Task brief: Would you return, word for word, the lines of the data below from the line with "Hash, Serialize, Deserialize)]" through the line with "0% — no share.", and no others?

Stored records
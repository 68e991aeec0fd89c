//! # Integer Money Arithmetic
//!
//! Defines [`Amount`], the money type used for entrance fees, pots, and
//! ledger balances, and [`BasisPoints`], the validated share type for the
//! settlement split.
//!
//! ## Invariant
//!
//! Money is never a float. An `Amount` is a count of indivisible base
//! units (10^9 units to one display token), so pot accumulation and the
//! winner/treasury split are exact integer arithmetic with no rounding
//! drift. All fallible operations are checked; nothing here panics.

use serde::{Deserialize, Serialize};

use crate::error::CoreError;

/// Number of base units in one display token.
pub const UNITS_PER_TOKEN: u64 = 1_000_000_000;

/// A quantity of funds, in indivisible base units.
#[derive(
    Debug, Clone, Copy, Default, PartialEq, Eq, PartialOrd, Ord, Hash, Serialize, Deserialize,
)]
#[serde(transparent)]
pub struct Amount(pub u64);

impl Amount {
    /// The zero amount.
    pub const ZERO: Amount = Amount(0);

    /// Wrap a raw base-unit quantity.
    pub fn new(units: u64) -> Self {
        Self(units)
    }

    /// Construct from a whole number of display tokens.
    pub fn from_tokens(tokens: u64) -> Option<Self> {
        tokens.checked_mul(UNITS_PER_TOKEN).map(Self)
    }

    /// The raw base-unit quantity.
    pub fn units(self) -> u64 {
        self.0
    }

    /// Whether this amount is zero.
    pub fn is_zero(self) -> bool {
        self.0 == 0
    }

    /// Checked addition.
    pub fn checked_add(self, rhs: Amount) -> Option<Amount> {
        self.0.checked_add(rhs.0).map(Amount)
    }

    /// Checked subtraction.
    pub fn checked_sub(self, rhs: Amount) -> Option<Amount> {
        self.0.checked_sub(rhs.0).map(Amount)
    }

    /// Saturating addition. Used for long-lived balance accumulators
    /// where an error return has no caller to go to.
    pub fn saturating_add(self, rhs: Amount) -> Amount {
        Amount(self.0.saturating_add(rhs.0))
    }

    /// The floored share of this amount at the given basis points.
    ///
    /// `share(10_000 bps)` is the full amount; the result never exceeds
    /// `self`. Intermediate math is u128, so no overflow for any u64
    /// amount.
    pub fn share(self, bps: BasisPoints) -> Amount {
        let scaled = u128::from(self.0) * u128::from(bps.0) / u128::from(BasisPoints::MAX.0);
        // scaled <= self.0 because bps <= MAX, so the cast is lossless.
        Amount(scaled as u64)
    }
}

impl std::fmt::Display for Amount {
    fn fmt(&self, f: &mut std::fmt::Formatter<'_>) -> std::fmt::Result {
        write!(f, "{}", self.0)
    }
}

/// A share expressed in basis points (1 bps = 0.01%).
///
/// Validated at construction: values above 10_000 (100%) are rejected, so
/// a `BasisPoints` in hand can always be applied to an [`Amount`] without
/// producing more than the whole. Deserialization goes through the same
/// validation, so an out-of-range share cannot arrive via config either.
#[derive(Debug, Clone, Copy, PartialEq, Eq, PartialOrd, Ord, Hash, Serialize, Deserialize)]
#[serde(try_from = "u16", into = "u16")]
pub struct BasisPoints(u16);

impl TryFrom<u16> for BasisPoints {
    type Error = CoreError;

    fn try_from(bps: u16) -> Result<Self, Self::Error> {
        Self::new(bps)
    }
}

impl From<BasisPoints> for u16 {
    fn from(bps: BasisPoints) -> u16 {
        bps.0
    }
}

impl BasisPoints {
    /// 100% — the whole amount.
    pub const MAX: BasisPoints = BasisPoints(10_000);

    /// 0% — no share.
    pub const ZERO: BasisPoints = BasisPoints(0);

    /// Construct a validated share.
    pub fn new(bps: u16) -> Result<Self, CoreError> {
        if bps > Self::MAX.0 {
            return Err(CoreError::BasisPointsOutOfRange(bps));
        }
        Ok(Self(bps))
    }

    /// The raw basis-point value.
    pub fn value(self) -> u16 {
        self.0
    }
}

impl std::fmt::Display for BasisPoints {
    fn fmt(&self, f: &mut std::fmt::Formatter<'_>) -> std::fmt::Result {
        write!(f, "{}bps", self.0)
    }
}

Response area:
#[derive(Debug, Clone, Copy, PartialEq, Eq, PartialOrd, Ord, Hash, Serialize, Deserialize)]
#[serde(try_from = "u16", into = "u16")]
pub struct BasisPoints(u16);

impl TryFrom<u16> for BasisPoints {
    type Error = CoreError;

    fn try_from(bps: u16) -> Result<Self, Self::Error> {
        Self::new(bps)
    }
}

impl From<BasisPoints> for u16 {
    fn from(bps: BasisPoints) -> u16 {
        bps.0
    }
}

impl BasisPoints {
    /// 100% — the whole amount.
    pub const MAX: BasisPoints = BasisPoints(10_000);

    /// 0% — no share.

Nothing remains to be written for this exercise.